[Stored data]
· · · ·
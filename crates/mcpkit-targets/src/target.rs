//! The target contract

use async_trait::async_trait;
use mcpkit_types::{Content, Prompt, PromptResult, Tool};
use serde_json::{Map, Value};
use std::collections::HashMap;

use crate::TargetResult;

/// A provider of callable tools and retrievable prompts.
///
/// `initialize` must succeed before any of the four operations; until then
/// they fail with [`TargetError::NotInitialized`](crate::TargetError). The
/// lifecycle methods take `&mut self`, so a caller cannot race them against
/// each other or against the operations, while the operations themselves take
/// `&self` and may run concurrently.
#[async_trait]
pub trait Target: Send + Sync {
    /// Name given in configuration; fixed for the life of the target
    fn name(&self) -> &str;

    /// Discriminator this target was built from
    fn kind(&self) -> &'static str;

    async fn initialize(&mut self) -> TargetResult<()>;

    async fn list_tools(&self) -> TargetResult<Vec<Tool>>;

    async fn call_tool(
        &self,
        name: &str,
        arguments: Option<Map<String, Value>>,
    ) -> TargetResult<Vec<Content>>;

    async fn list_prompts(&self) -> TargetResult<Vec<Prompt>>;

    async fn get_prompt(
        &self,
        name: &str,
        arguments: Option<HashMap<String, String>>,
    ) -> TargetResult<PromptResult>;

    /// Release everything `initialize` acquired. Safe to call repeatedly and
    /// from any state.
    async fn close(&mut self) -> TargetResult<()>;
}

/// A boxed target for dynamic dispatch
pub type BoxedTarget = Box<dyn Target>;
· · · ·
Your objective
Track down all lines above with the string "PromptResult" and copy them.

Result for this exercise
use mcpkit_types::{Content, Prompt, PromptResult, Tool};
    ) -> TargetResult<PromptResult>;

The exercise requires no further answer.